We have a Jetson Xavier NX where we want to run Object Detection Models.
My main question is what is the best practice to run “bigger” object detection models at 30 FPS and above.
- Specifically with what framework is it recommended to train models for easiest conversion into the recommended final model format used for inference?
- What kind of models are recommended which are rather “big” like ResNet50_640x640 and still yield 30 FPS or more?
- What final model format is most recommended for Inference on Jetson Boards?
- Is there anything “hidden” to be considered using jetson xavier NX to its full potential?
I figured this shouldnt be to hard looking at the benchmarks from this link: Jetson Benchmark
But ran into a lot of problems trying to that the following way
Since I already know Tensorflow, I trained the following 3 Models from Model Zoo on TensorFlow2:
[SSD ResNet50 V1 FPN 640x640 (RetinaNet50)]
[SSD MobileNet V2 FPNLite 320x320]
[CenterNet Resnet50 V1 FPN 512x512]
For inference on Jetson Devices I read that TensorRT engines would be the way to go for maximum FPS. Therefore I tried to convert them with TF-TRT. With ResNet50 the conversion never worked because of OOM Errors despite me increasing the swap memory to 16GB. I tried to limit the TensorFlow Memory values between 500MB and 4GB and the “max_workspace_size_bytes” to values between 50MB and 2 GB.
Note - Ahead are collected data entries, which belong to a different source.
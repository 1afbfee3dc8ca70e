use axum::{
    http::StatusCode,
    response::{IntoResponse, Response},
    Json,
};
use serde_json::json;
use thiserror::Error;

use crate::ai_client::AiError;
use crate::session::store::StoreError;

/// Application-level error type.
/// Implements `IntoResponse` so Axum handlers can return `Result<T, AppError>`.
#[derive(Debug, Error)]
pub enum AppError {
    #[error("Not found: {0}")]
    NotFound(String),

    #[error("Validation error: {0}")]
    Validation(String),

    #[error("Conflict: {0}")]
    Conflict(String),

    #[error("Session store error: {0}")]
    Store(#[from] StoreError),

    #[error("AI provider error: {0}")]
    Ai(#[from] AiError),

    #[error("Internal server error: {0}")]
    Internal(#[from] anyhow::Error),
}

impl IntoResponse for AppError {
    fn into_response(self) -> Response {
        let (status, code, message) = match &self {
            AppError::NotFound(msg) => (StatusCode::NOT_FOUND, "NOT_FOUND", msg.clone()),
            AppError::Validation(msg) => (StatusCode::BAD_REQUEST, "VALIDATION_ERROR", msg.clone()),
            AppError::Conflict(msg) => (StatusCode::CONFLICT, "CONFLICT", msg.clone()),
            AppError::Store(e) => {
                tracing::error!("Session store error: {e}");
                (
                    StatusCode::INTERNAL_SERVER_ERROR,
                    "STORE_ERROR",
                    "A session storage error occurred".to_string(),
                )
            }
            AppError::Ai(AiError::Unavailable(capability)) => (
                StatusCode::SERVICE_UNAVAILABLE,
                "CAPABILITY_UNAVAILABLE",
                format!("{capability} is not configured on this server"),
            ),
            AppError::Ai(e) => {
                tracing::error!("AI provider error: {e}");
                (
                    StatusCode::BAD_GATEWAY,
                    "AI_PROVIDER_ERROR",
                    "An AI provider request failed".to_string(),
                )
            }
            AppError::Internal(e) => {
                tracing::error!("Internal error: {e:?}");
                (
                    StatusCode::INTERNAL_SERVER_ERROR,
                    "INTERNAL_ERROR",
                    "An internal server error occurred".to_string(),
                )
            }
        };

        let body = Json(json!({
            "error": {
                "code": code,
                "message": message
            }
        }));

        (status, body).into_response()
    }
}
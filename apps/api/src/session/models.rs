use chrono::{DateTime, Utc};
use serde::{Deserialize, Serialize};
use uuid::Uuid;

use crate::assistant::classifier::Intent;
use crate::catalog::Suggestion;

#[derive(Debug, Clone, Copy, PartialEq, Eq, Serialize, Deserialize)]
#[serde(rename_all = "snake_case")]
pub enum Role {
    User,
    Assistant,
}

#[derive(Debug, Clone, PartialEq, Serialize, Deserialize)]
pub struct Turn {
    pub role: Role,
    pub text: String,
    pub timestamp: DateTime<Utc>,
    /// Set on assistant turns only.
    #[serde(default, skip_serializing_if = "Option::is_none")]
    pub intent: Option<Intent>,
    #[serde(default, skip_serializing_if = "Option::is_none")]
    pub suggestions: Option<Vec<Suggestion>>,
}

impl Turn {
    pub fn user(text: impl Into<String>) -> Self {
        Self {
            role: Role::User,
            text: text.into(),
            timestamp: Utc::now(),
            intent: None,
            suggestions: None,
        }
    }

    pub fn assistant(
        text: impl Into<String>,
        intent: Intent,
        suggestions: Option<Vec<Suggestion>>,
    ) -> Self {
        Self {
            role: Role::Assistant,
            text: text.into(),
            timestamp: Utc::now(),
            intent: Some(intent),
            suggestions,
        }
    }
}

/// An active conversation. Mutated only through `ChatController`.
#[derive(Debug, Clone, PartialEq, Serialize, Deserialize)]
pub struct Session {
    pub id: Uuid,
    pub turns: Vec<Turn>,
    pub created_at: DateTime<Utc>,
}

impl Session {
    pub fn new() -> Self {
        Self {
            id: Uuid::new_v4(),
            turns: Vec::new(),
            created_at: Utc::now(),
        }
    }

    pub fn first_user_turn(&self) -> Option<&Turn> {
        self.turns.iter().find(|t| t.role == Role::User)
    }
}

impl Default for Session {
    fn default() -> Self {
        Self::new()
    }
}

/// Summary of a session that was reset.
#[derive(Debug, Clone, PartialEq, Serialize, Deserialize)]
pub struct HistoryEntry {
    pub id: Uuid,
    pub title: String,
    pub turn_count: usize,
    pub created_at: DateTime<Utc>,
    pub archived_at: DateTime<Utc>,
}

/// One user submission and the reply it produced.
#[derive(Debug, Clone, Serialize)]
pub struct Exchange {
    pub user: Turn,
    pub assistant: Turn,
}

#[derive(Debug, Clone, Serialize)]
pub struct ResetOutcome {
    pub archived: Option<HistoryEntry>,
    pub session: Session,
}
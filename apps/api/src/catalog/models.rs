use std::collections::BTreeMap;
use std::fmt;
use std::str::FromStr;

use serde::{Deserialize, Serialize};

/// Reservation category a cutoff applies to.
#[derive(Debug, Clone, Copy, PartialEq, Eq, PartialOrd, Ord, Hash, Serialize, Deserialize)]
#[serde(rename_all = "UPPERCASE")]
pub enum CategoryCode {
    Oc,
    Bc,
    Bcm,
    Mbc,
    Sc,
    Sca,
    St,
}

impl CategoryCode {
    pub const ALL: [CategoryCode; 7] = [
        CategoryCode::Oc,
        CategoryCode::Bc,
        CategoryCode::Bcm,
        CategoryCode::Mbc,
        CategoryCode::Sc,
        CategoryCode::Sca,
        CategoryCode::St,
    ];

    pub fn as_str(&self) -> &'static str {
        match self {
            CategoryCode::Oc => "OC",
            CategoryCode::Bc => "BC",
            CategoryCode::Bcm => "BCM",
            CategoryCode::Mbc => "MBC",
            CategoryCode::Sc => "SC",
            CategoryCode::Sca => "SCA",
            CategoryCode::St => "ST",
        }
    }
}

impl fmt::Display for CategoryCode {
    fn fmt(&self, f: &mut fmt::Formatter<'_>) -> fmt::Result {
        f.write_str(self.as_str())
    }
}

#[derive(Debug, Clone, PartialEq, Eq, thiserror::Error)]
#[error("Unknown category code '{0}' (expected one of OC, BC, BCM, MBC, SC, SCA, ST)")]
pub struct UnknownCategory(pub String);

impl FromStr for CategoryCode {
    type Err = UnknownCategory;

    /// Case-insensitive; surrounding whitespace is ignored.
    fn from_str(s: &str) -> Result<Self, Self::Err> {
        let code = s.trim().to_ascii_uppercase();
        CategoryCode::ALL
            .into_iter()
            .find(|c| c.as_str() == code)
            .ok_or_else(|| UnknownCategory(s.to_string()))
    }
}

/// One branch (programme) offered by a college.
/// A category absent from `cutoffs` had no seat allotted historically.
#[derive(Debug, Clone, PartialEq, Serialize, Deserialize)]
pub struct Branch {
    pub name: String,
    #[serde(default)]
    pub cutoffs: BTreeMap<CategoryCode, f64>,
}

impl Branch {
    pub fn cutoff_for(&self, category: CategoryCode) -> Option<f64> {
        self.cutoffs.get(&category).copied()
    }
}

#[derive(Debug, Clone, PartialEq, Serialize, Deserialize)]
pub struct College {
    pub name: String,
    pub address: String,
    #[serde(default)]
    pub branches: Vec<Branch>,
}

/// A single (college, branch) offer that a student's score qualifies for.
#[derive(Debug, Clone, PartialEq, Serialize, Deserialize)]
pub struct Suggestion {
    pub college: String,
    pub branch: String,
    pub cutoff: f64,
    pub address: String,
}
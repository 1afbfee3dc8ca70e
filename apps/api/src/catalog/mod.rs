//! College catalog: the static cutoff dataset, loaded once at startup and
//! shared read-only as `Arc<Catalog>`.

pub mod handlers;
pub mod matcher;
pub mod models;

use std::path::{Path, PathBuf};

use serde::Serialize;
use thiserror::Error;

pub use models::{Branch, CategoryCode, College, Suggestion};

/// Bundled catalog, used when `CATALOG_PATH` is not configured.
const BUILTIN_CATALOG: &str = include_str!("../../data/colleges.json");

#[derive(Debug, Error)]
pub enum CatalogError {
    #[error("Failed to read catalog file {}: {source}", path.display())]
    Io {
        path: PathBuf,
        #[source]
        source: std::io::Error,
    },

    #[error("Malformed catalog document: {0}")]
    Parse(#[from] serde_json::Error),

    #[error("Invalid {category} cutoff {value} for '{branch}' at '{college}'")]
    InvalidCutoff {
        college: String,
        branch: String,
        category: CategoryCode,
        value: f64,
    },
}

#[derive(Debug, Clone, Default, Serialize)]
pub struct Catalog {
    colleges: Vec<College>,
}

impl Catalog {
    /// Builds a catalog from already-parsed colleges, enforcing the cutoff invariant.
    pub fn new(colleges: Vec<College>) -> Result<Self, CatalogError> {
        for college in &colleges {
            for branch in &college.branches {
                for (&category, &value) in &branch.cutoffs {
                    if !value.is_finite() || value < 0.0 {
                        return Err(CatalogError::InvalidCutoff {
                            college: college.name.clone(),
                            branch: branch.name.clone(),
                            category,
                            value,
                        });
                    }
                }
            }
        }
        Ok(Self { colleges })
    }

    pub fn from_json(json: &str) -> Result<Self, CatalogError> {
        let colleges: Vec<College> = serde_json::from_str(json)?;
        Self::new(colleges)
    }

    pub fn load(path: impl AsRef<Path>) -> Result<Self, CatalogError> {
        let path = path.as_ref();
        let json = std::fs::read_to_string(path).map_err(|source| CatalogError::Io {
            path: path.to_path_buf(),
            source,
        })?;
        Self::from_json(&json)
    }

    pub fn builtin() -> Result<Self, CatalogError> {
        Self::from_json(BUILTIN_CATALOG)
    }

    pub fn colleges(&self) -> &[College] {
        &self.colleges
    }

    pub fn branch_count(&self) -> usize {
        self.colleges.iter().map(|c| c.branches.len()).sum()
    }

    pub fn is_empty(&self) -> bool {
        self.branch_count() == 0
    }
}
//! Chat controller: the single owner of session mutation.
//!
//! Handlers never touch the store directly for writes: every user submission
//! and reset goes through `ChatController`, which enforces one outstanding
//! submission per session.

use std::collections::HashSet;
use std::sync::{Arc, Mutex};
use std::time::Duration;

use tracing::{debug, info};
use uuid::Uuid;

use crate::assistant::classifier::IntentClassifier;
use crate::errors::AppError;
use crate::session::models::{Exchange, HistoryEntry, ResetOutcome, Session, Turn};
use crate::session::store::SessionStore;

const MAX_TITLE_CHARS: usize = 40;
const UNTITLED: &str = "New chat";

/// Summarises a session into a history title: its first user message,
/// clipped to `MAX_TITLE_CHARS` characters including the trailing ellipsis.
pub fn summarize_title(session: &Session) -> String {
    let Some(first) = session.first_user_turn() else {
        return UNTITLED.to_string();
    };
    let text = first.text.trim();
    if text.chars().count() <= MAX_TITLE_CHARS {
        return text.to_string();
    }
    let clipped: String = text.chars().take(MAX_TITLE_CHARS - 1).collect();
    format!("{}…", clipped.trim_end())
}

type PendingSet = Arc<Mutex<HashSet<Uuid>>>;

/// Marks a session busy for as long as it is alive.
struct PendingGuard {
    pending: PendingSet,
    id: Uuid,
}

impl PendingGuard {
    fn acquire(pending: &PendingSet, id: Uuid) -> Result<Self, AppError> {
        let mut set = pending.lock().unwrap_or_else(|e| e.into_inner());
        if !set.insert(id) {
            return Err(AppError::Conflict(format!(
                "A reply is still pending for session {id}"
            )));
        }
        Ok(Self {
            pending: Arc::clone(pending),
            id,
        })
    }
}

impl Drop for PendingGuard {
    fn drop(&mut self) {
        self.pending
            .lock()
            .unwrap_or_else(|e| e.into_inner())
            .remove(&self.id);
    }
}

#[derive(Clone)]
pub struct ChatController {
    store: Arc<dyn SessionStore>,
    classifier: Arc<IntentClassifier>,
    /// Cosmetic "thinking" pause before each reply.
    reply_delay: Duration,
    pending: PendingSet,
}

impl ChatController {
    pub fn new(
        store: Arc<dyn SessionStore>,
        classifier: Arc<IntentClassifier>,
        reply_delay: Duration,
    ) -> Self {
        Self {
            store,
            classifier,
            reply_delay,
            pending: Arc::default(),
        }
    }

    pub fn store_backend(&self) -> &'static str {
        self.store.backend()
    }

    pub async fn start_session(&self) -> Result<Session, AppError> {
        let session = self.store.create().await?;
        info!(session_id = %session.id, "Session started");
        Ok(session)
    }

    pub async fn session(&self, id: Uuid) -> Result<Session, AppError> {
        self.store
            .get(id)
            .await?
            .ok_or_else(|| AppError::NotFound(format!("Session {id} not found")))
    }

    /// Records the user's message, produces the assistant reply, and persists both.
    pub async fn submit(&self, id: Uuid, text: &str) -> Result<Exchange, AppError> {
        let text = text.trim();
        if text.is_empty() {
            return Err(AppError::Validation("text cannot be empty".to_string()));
        }

        let _guard = PendingGuard::acquire(&self.pending, id)?;
        let mut session = self.session(id).await?;

        let user = Turn::user(text);
        session.turns.push(user.clone());
        self.store.save(&session).await?;

        if !self.reply_delay.is_zero() {
            tokio::time::sleep(self.reply_delay).await;
        }

        let reply = self.classifier.classify(text);
        debug!(
            session_id = %id,
            intent = ?reply.intent,
            suggestions = reply.suggestions.as_ref().map_or(0, Vec::len),
            "Reply generated"
        );

        let assistant = Turn::assistant(reply.content, reply.intent, reply.suggestions);
        session.turns.push(assistant.clone());
        self.store.save(&session).await?;

        Ok(Exchange { user, assistant })
    }

    /// Archives the session into chat history (empty sessions are dropped)
    /// and starts a fresh one.
    pub async fn reset(&self, id: Uuid) -> Result<ResetOutcome, AppError> {
        let _guard = PendingGuard::acquire(&self.pending, id)?;
        let session = self.session(id).await?;

        let archived = if session.turns.is_empty() {
            self.store.discard(id).await?;
            None
        } else {
            let title = summarize_title(&session);
            let entry = self.store.archive(&session, &title).await?;
            info!(session_id = %id, title = %entry.title, "Session archived");
            Some(entry)
        };

        let session = self.start_session().await?;
        Ok(ResetOutcome { archived, session })
    }

    pub async fn history(&self, limit: usize) -> Result<Vec<HistoryEntry>, AppError> {
        Ok(self.store.history(limit).await?)
    }
}
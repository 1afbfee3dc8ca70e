//! Axum route handlers for the Chat API.

use axum::{
    extract::{Path, Query, State},
    http::StatusCode,
    Json,
};
use serde::Deserialize;
use uuid::Uuid;

use crate::errors::AppError;
use crate::session::models::{Exchange, HistoryEntry, ResetOutcome, Session};
use crate::session::store::MAX_HISTORY_ENTRIES;
use crate::state::AppState;

const DEFAULT_HISTORY_LIMIT: usize = 50;
const MAX_HISTORY_LIMIT: usize = MAX_HISTORY_ENTRIES;

#[derive(Debug, Deserialize)]
pub struct SubmitMessageRequest {
    pub text: String,
}

#[derive(Debug, Deserialize)]
pub struct HistoryQuery {
    pub limit: Option<usize>,
}

/// POST /api/v1/sessions
pub async fn handle_create_session(
    State(state): State<AppState>,
) -> Result<(StatusCode, Json<Session>), AppError> {
    let session = state.chat.start_session().await?;
    Ok((StatusCode::CREATED, Json(session)))
}

/// GET /api/v1/sessions/:id
pub async fn handle_get_session(
    State(state): State<AppState>,
    Path(id): Path<Uuid>,
) -> Result<Json<Session>, AppError> {
    Ok(Json(state.chat.session(id).await?))
}

/// POST /api/v1/sessions/:id/messages
///
/// Classifies the message, runs the cutoff matcher when a score and category
/// are present, and returns both turns. 409 while a previous reply is pending.
pub async fn handle_submit_message(
    State(state): State<AppState>,
    Path(id): Path<Uuid>,
    Json(request): Json<SubmitMessageRequest>,
) -> Result<Json<Exchange>, AppError> {
    Ok(Json(state.chat.submit(id, &request.text).await?))
}

/// POST /api/v1/sessions/:id/reset
pub async fn handle_reset_session(
    State(state): State<AppState>,
    Path(id): Path<Uuid>,
) -> Result<Json<ResetOutcome>, AppError> {
    Ok(Json(state.chat.reset(id).await?))
}

/// GET /api/v1/history?limit=
pub async fn handle_history(
    State(state): State<AppState>,
    Query(params): Query<HistoryQuery>,
) -> Result<Json<Vec<HistoryEntry>>, AppError> {
    let limit = params
        .limit
        .unwrap_or(DEFAULT_HISTORY_LIMIT)
        .min(MAX_HISTORY_LIMIT);
    Ok(Json(state.chat.history(limit).await?))
}
use std::path::PathBuf;
use std::time::Duration;

use anyhow::{anyhow, Context, Result};

use crate::ai_client::completion::{self, CompletionConfig};
use crate::ai_client::speech::{self, SpeechConfig};
use crate::ai_client::voice::{self, VoiceConfig};
use crate::assistant::extractor::ExtractionStrategy;

const DEFAULT_SESSION_TTL_SECS: u64 = 60 * 60 * 24;

/// Application configuration loaded from environment variables.
/// Everything has a default; AI providers are enabled only when their key is set.
#[derive(Debug, Clone)]
pub struct Config {
    pub port: u16,
    pub rust_log: String,
    /// Catalog JSON to load instead of the bundled one.
    pub catalog_path: Option<PathBuf>,
    pub extraction_strategy: ExtractionStrategy,
    pub reply_delay: Duration,
    /// Redis-backed sessions when set; in-memory otherwise.
    pub redis_url: Option<String>,
    pub session_ttl_secs: u64,
    pub completion: Option<CompletionConfig>,
    pub speech: Option<SpeechConfig>,
    pub voice: Option<VoiceConfig>,
}

impl Config {
    pub fn from_env() -> Result<Self> {
        dotenvy::dotenv().ok(); // load .env if present; ignore if missing
        Self::from_lookup(|key| std::env::var(key).ok())
    }

    /// Builds the config from an arbitrary variable source. Empty values count as unset.
    pub fn from_lookup(lookup: impl Fn(&str) -> Option<String>) -> Result<Self> {
        let var = |key: &str| lookup(key).filter(|v| !v.trim().is_empty());

        let completion = var("OPENAI_API_KEY").map(|api_key| CompletionConfig {
            api_key,
            base_url: var("OPENAI_BASE_URL")
                .unwrap_or_else(|| completion::DEFAULT_BASE_URL.to_string()),
            model: var("OPENAI_MODEL").unwrap_or_else(|| completion::DEFAULT_MODEL.to_string()),
        });

        let speech = match (var("ELEVENLABS_API_KEY"), var("ELEVENLABS_VOICE_ID")) {
            (Some(api_key), Some(voice_id)) => Some(SpeechConfig {
                api_key,
                voice_id,
                base_url: var("ELEVENLABS_BASE_URL")
                    .unwrap_or_else(|| speech::DEFAULT_BASE_URL.to_string()),
            }),
            (Some(_), None) => {
                return Err(anyhow!(
                    "ELEVENLABS_VOICE_ID must be set when ELEVENLABS_API_KEY is set"
                ))
            }
            _ => None,
        };

        let voice = match (var("VAPI_API_KEY"), var("VAPI_ASSISTANT_ID")) {
            (Some(api_key), Some(assistant_id)) => Some(VoiceConfig {
                api_key,
                assistant_id,
                base_url: var("VAPI_BASE_URL").unwrap_or_else(|| voice::DEFAULT_BASE_URL.to_string()),
            }),
            (Some(_), None) => {
                return Err(anyhow!(
                    "VAPI_ASSISTANT_ID must be set when VAPI_API_KEY is set"
                ))
            }
            _ => None,
        };

        Ok(Config {
            port: var("PORT")
                .unwrap_or_else(|| "8080".to_string())
                .parse::<u16>()
                .context("PORT must be a valid port number")?,
            rust_log: var("RUST_LOG").unwrap_or_else(|| "info".to_string()),
            catalog_path: var("CATALOG_PATH").map(PathBuf::from),
            extraction_strategy: var("EXTRACTION_STRATEGY")
                .map(|s| s.parse::<ExtractionStrategy>())
                .transpose()
                .map_err(|e| anyhow!("EXTRACTION_STRATEGY is invalid: {e}"))?
                .unwrap_or_default(),
            reply_delay: Duration::from_millis(
                var("REPLY_DELAY_MS")
                    .unwrap_or_else(|| "0".to_string())
                    .parse::<u64>()
                    .context("REPLY_DELAY_MS must be a non-negative integer")?,
            ),
            redis_url: var("REDIS_URL"),
            session_ttl_secs: var("SESSION_TTL_SECS")
                .map(|s| s.parse::<u64>())
                .transpose()
                .context("SESSION_TTL_SECS must be a non-negative integer")?
                .unwrap_or(DEFAULT_SESSION_TTL_SECS),
            completion,
            speech,
            voice,
        })
    }
}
For MobileNetV2 the conversion didnt work properly because there wasnt enough Memory for the “Tactics” it wanted to build.
Following: TF-TRT Documentation
Then I tried it with pure TensorRT by converting the TensorFlow models from SavedModel format to ONNX via tf2toONNX since this is the more recommended way. On the ONNX model I ran constant folding using polygraphy and then tried to convert it to tensorRT where I ran into the following error. Unsupported ONNX data type: UINT8. I understand I would have to take the input layer away with the ONNX Graphsurgeon and then try again.
Following: TensorRT Documentation
At this point I just tried to run the models in the saved model format with TensorFlow to see if the models can even be loaded on the Jetson Xavier NX. Even with the smallest model MobileNetV2 I only achieved 12 FPS even though the Jetson Xavier NX has MobileNetV1_300x300 Benchmarked with 909 FPS. This was obviously under perfect conditions with using a int8 quantized TensorRT engine, but nevertheless the difference in FPS here is huge.
I also tried to convert the models into the quantized tflite format for better inference but got stuck on the way there with a segmentation fault.
Inferencing ONNX models I got worse FPS than with the SavedModel Format using TensorFlow. So in a last effort i tried to inference multiple images at once by passing a batch of 4 images in one array and editing the ONNX model input shape to [4,320,320,3] instead of [1,320,320,3] and also with the outputs, using the onnx.tools.update_model_dims.update_inputs_outputs_dims function. This function strangely doesnt allow to change a already set value. That is the batch_size of 1 in my case.